Process Scheduling and Timer Interrupts: computers have an external timer that periodically generates an interrupt signal to the processor. The spacing between these interrupt signals is called the interval time. When a timer interrupt occurs, the operating system scheduler can choose to either resume the currently executing process or to switch to a different process. This interval time must be set short enough to ensure that the processor will switch between tasks often enough to provide the illusion of performing many tasks simutaneously. Typical timer intervals range between 1 and 10 milliseconds.

Kernel operation (in kernel mode) such as handling page faults, input, or output is considered part of each regular process rather than a separate process. When the scheduler switches from process A to process B, it must enter kernel mode to save the state of process A (still considered part of process A) and to restore the state of proces B (considered part of proces B).

Looking into the future:

  • Process-specific cycle timing. All that required is to store the count as part of the process' state.
  • Variable Rate Clocks. Power consumption is directly proportional to the clock rate,and to reduce power consumption, future systems will vary the clock rate.

Sunday, November 25, 2007

Garbage Collection

A garbage collector is a dynamic storage allocator that automatically frees allocated blocks that are no longer needed by the program. Such blocks are known as garbage and hence the term garbage collector. The process of automatically reclaiming heap storage is known as garbage collection.

A garbage collector views memory as a directed reachability graph. The nodes of the graph are partitioned into a set of root nodes and a set of heap nodes. Each heap node corresponds to an allocated block in the heap. Root nodes correspond to locations not in the heap that contain pointers into the heap. Those locations can be registers, variables on the stack, or global variables in the read-write data area of virtual memory. The role of a garbage collector is to maintain some representation of the reachability graph and periodically reclaim the unreachable nodes by freeing them and returning them to the free list.

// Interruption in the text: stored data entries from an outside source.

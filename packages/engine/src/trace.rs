//! Calculation trace for audit of billed amounts
//!
//! Records how every total was reached: which raw base a scope started from,
//! which special lines were applied in what order, and what each percentage
//! was taken of. This is what gets shown when a client questions an invoice.
//!
//! # Example
//!
//! ```ignore
//! use devis_engine::trace::{TraceBuilder, TraceKind};
//!
//! let mut builder = TraceBuilder::new();
//! builder.push("part:1", TraceKind::Scope);
//! builder.push("Remise 5%", TraceKind::Special);
//! builder.set_amount(-50.0);
//! builder.pop();
//! builder.set_amount(950.0);
//! let trace = builder.build();
//! ```

use serde::Serialize;

/// What a trace step represents.
#[derive(Debug, Clone, Copy, PartialEq, Eq, Serialize)]
#[serde(rename_all = "snake_case")]
pub enum TraceKind {
    /// Total of a scope (global, part, subpart)
    Scope,
    /// Raw base before special lines
    Base,
    /// Addition or reduction special line
    Special,
    /// Display line (running total snapshot)
    Display,
    /// Percentage base lookup
    BaseRef,
    /// Deduction on a situation
    Deduction,
    /// Situation breakdown root
    Situation,
}

impl TraceKind {
    fn as_str(&self) -> &'static str {
        match self {
            TraceKind::Scope => "scope",
            TraceKind::Base => "base",
            TraceKind::Special => "special",
            TraceKind::Display => "display",
            TraceKind::BaseRef => "base_ref",
            TraceKind::Deduction => "deduction",
            TraceKind::Situation => "situation",
        }
    }
}

/// A node in the calculation trace tree.
#[derive(Debug, Clone, PartialEq, Serialize)]
pub struct TraceNode {
    pub kind: TraceKind,

    /// Scope or line identifier (e.g. `part:3`, a special line label)
    pub name: String,

    /// Signed amount contributed or reached at this step
    #[serde(skip_serializing_if = "Option::is_none")]
    pub amount: Option<f64>,

    /// Free-form explanation (`10% of subpart:4`)
    #[serde(skip_serializing_if = "Option::is_none")]
    pub detail: Option<String>,

    #[serde(skip_serializing_if = "Vec::is_empty")]
    pub children: Vec<TraceNode>,
}

impl TraceNode {
    pub fn new(kind: TraceKind, name: impl Into<String>) -> Self {
        Self {
            kind,
            name: name.into(),
            amount: None,
            detail: None,
            children: Vec::new(),
        }
    }

    pub fn with_amount(mut self, amount: f64) -> Self {
        self.amount = Some(amount);
        self
    }

    pub fn with_detail(mut self, detail: impl Into<String>) -> Self {
        self.detail = Some(detail.into());
        self
    }

    pub fn with_child(mut self, child: TraceNode) -> Self {
        self.children.push(child);
        self
    }

    /// Depth-first search for the first node named `name`.
    pub fn find(&self, name: &str) -> Option<&TraceNode> {
        if self.name == name {
            return Some(self);
        }
        self.children.iter().find_map(|c| c.find(name))
    }

    /// Render the trace as a human-readable tree string.
    ///
    /// Produces output like:
    /// ```text
    /// global (scope) = 1000.00
    /// +-- part:1 (scope) = 1000.00
    /// |   `-- part:1 (base) = 1000.00
    /// `-- Remise (special) = -100.00 [fixed]
    /// ```
    pub fn render(&self) -> String {
        self.render_internal(true, true)
    }

    fn render_internal(&self, is_last: bool, is_top_level: bool) -> String {
        let mut lines = Vec::new();

        let prefix = if is_top_level {
            ""
        } else if is_last {
            "`-- "
        } else {
            "+-- "
        };
        let child_indent = if is_top_level {
            ""
        } else if is_last {
            "    "
        } else {
            "|   "
        };

        let mut line = format!("{}{} ({})", prefix, self.name, self.kind.as_str());
        if let Some(amount) = self.amount {
            line.push_str(&format!(" = {:.2}", amount));
        }
        if let Some(ref detail) = self.detail {
            line.push_str(&format!(" [{}]", detail));
        }
        lines.push(line);

        let child_count = self.children.len();
        for (i, child) in self.children.iter().enumerate() {
            let child_str = child.render_internal(i + 1 == child_count, false);
            for child_line in child_str.lines() {
                lines.push(format!("{}{}", child_indent, child_line));
            }
        }

        lines.join("\n")
    }

    /// Single-line summary, e.g. `special:Remise=-100.00`.
    pub fn render_compact(&self) -> String {
        let amount = self
            .amount
            .map(|a| format!("={:.2}", a))
            .unwrap_or_default();
        format!("{}:{}{}", self.kind.as_str(), self.name, amount)
    }
}

/// Builder for calculation traces using a stack.
///
/// Nodes are pushed when a step starts and popped when it finishes; the
/// popped node becomes a child of the one below it.
#[derive(Debug)]
pub struct TraceBuilder {
    stack: Vec<TraceNode>,
    enabled: bool,
}

impl Default for TraceBuilder {
    fn default() -> Self {
        Self::new()
    }
}

impl TraceBuilder {
    pub fn new() -> Self {
        Self {
            stack: Vec::new(),
            enabled: true,
        }
    }

    /// Builder that records nothing.
    pub fn disabled() -> Self {
        Self {
            stack: Vec::new(),
            enabled: false,
        }
    }

    pub fn is_enabled(&self) -> bool {
        self.enabled
    }

    pub fn push(&mut self, name: impl Into<String>, kind: TraceKind) {
        if !self.enabled {
            return;
        }
        self.stack.push(TraceNode::new(kind, name));
    }

    pub fn set_amount(&mut self, amount: f64) {
        if !self.enabled {
            return;
        }
        if let Some(current) = self.stack.last_mut() {
            current.amount = Some(amount);
        }
    }

    pub fn set_detail(&mut self, detail: impl Into<String>) {
        if !self.enabled {
            return;
        }
        if let Some(current) = self.stack.last_mut() {
            current.detail = Some(detail.into());
        }
    }

    /// Record a finished leaf under the current node.
    pub fn leaf(&mut self, node: TraceNode) {
        if !self.enabled {
            return;
        }
        match self.stack.last_mut() {
            Some(parent) => parent.children.push(node),
            None => self.stack.push(node),
        }
    }

    /// Pop the current node, attaching it to its parent.
    ///
    /// Returns the popped node; when it was the root, that is the full trace.
    pub fn pop(&mut self) -> Option<TraceNode> {
        if !self.enabled {
            return None;
        }
        let completed = self.stack.pop()?;
        if let Some(parent) = self.stack.last_mut() {
            parent.children.push(completed.clone());
        }
        Some(completed)
    }

    /// Pop everything left and return the root.
    pub fn build(mut self) -> Option<TraceNode> {
        if !self.enabled {
            return None;
        }
        let mut result = None;
        while !self.stack.is_empty() {
            result = self.pop();
        }
        result
    }

    pub fn depth(&self) -> usize {
        self.stack.len()
    }

    pub fn is_empty(&self) -> bool {
        self.stack.is_empty()
    }
}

Mark & Sweep algorithm (by McCarthy): A Mark&Sweep Garbage Collector consists of a mark phase, which marks all reachable and allocated descendants of the root nodes, followed by a sweep phase, which frees each unmarked allocated block by iterating over each block in the heap and freeing any unmarked allocated blocks that it encounters.

Wednesday, November 21, 2007

Dynamic memory allocation

Computer Systems

10.9.5 Implementation issues

A practical allocator that strikes a better balance between throughput and utilization must consider the following issues:
  • Free block organization: how do we keep track of free blocks?
  • Placement: How do we choose an appropriate free block in which to place a newly allocated block?
  • Splitting: After we place a newly allocated block in some free block, what do we do with the remainder of the free block?
  • Coalescing: What do we do with a block that has just been freed?
10.9.6 Implicit Free Lists

Any practical allocator needs some data structure that allows it to distinguish block boundaries and to distinguish between allocated and free blocks. Most allocators embed this information in the block themselves. An example is as follow.

A block consists of a one-word (4 bytes) header, the payload, and possibly some additional padding. The header encodes the block size as well as whether the block is allocated or free. If we impose a double-word alignment constraint, then the block size is always a multiple of eight and the three low-order bits of the block size are always zero.

This organization is called implicit free list because the free blocks are linked implicitly by the size fields in the headers. The allocator can indirectly traverse the entire set of free blocks by traversing all of the blocks in the heap. We also need some kind of specially marked end block. The advantage of an implicit free list is simplicity. A significant disadvantage is the cost of any operation, such as placing allocated blocks, requires a search of the free list will be linear in the total number of allocated and free blocks in the heap.

10.9.7 Placing Allocated Blocks

Three common placement policies are: first fit, next fit and best fit. All of them have advantages and disadvantages.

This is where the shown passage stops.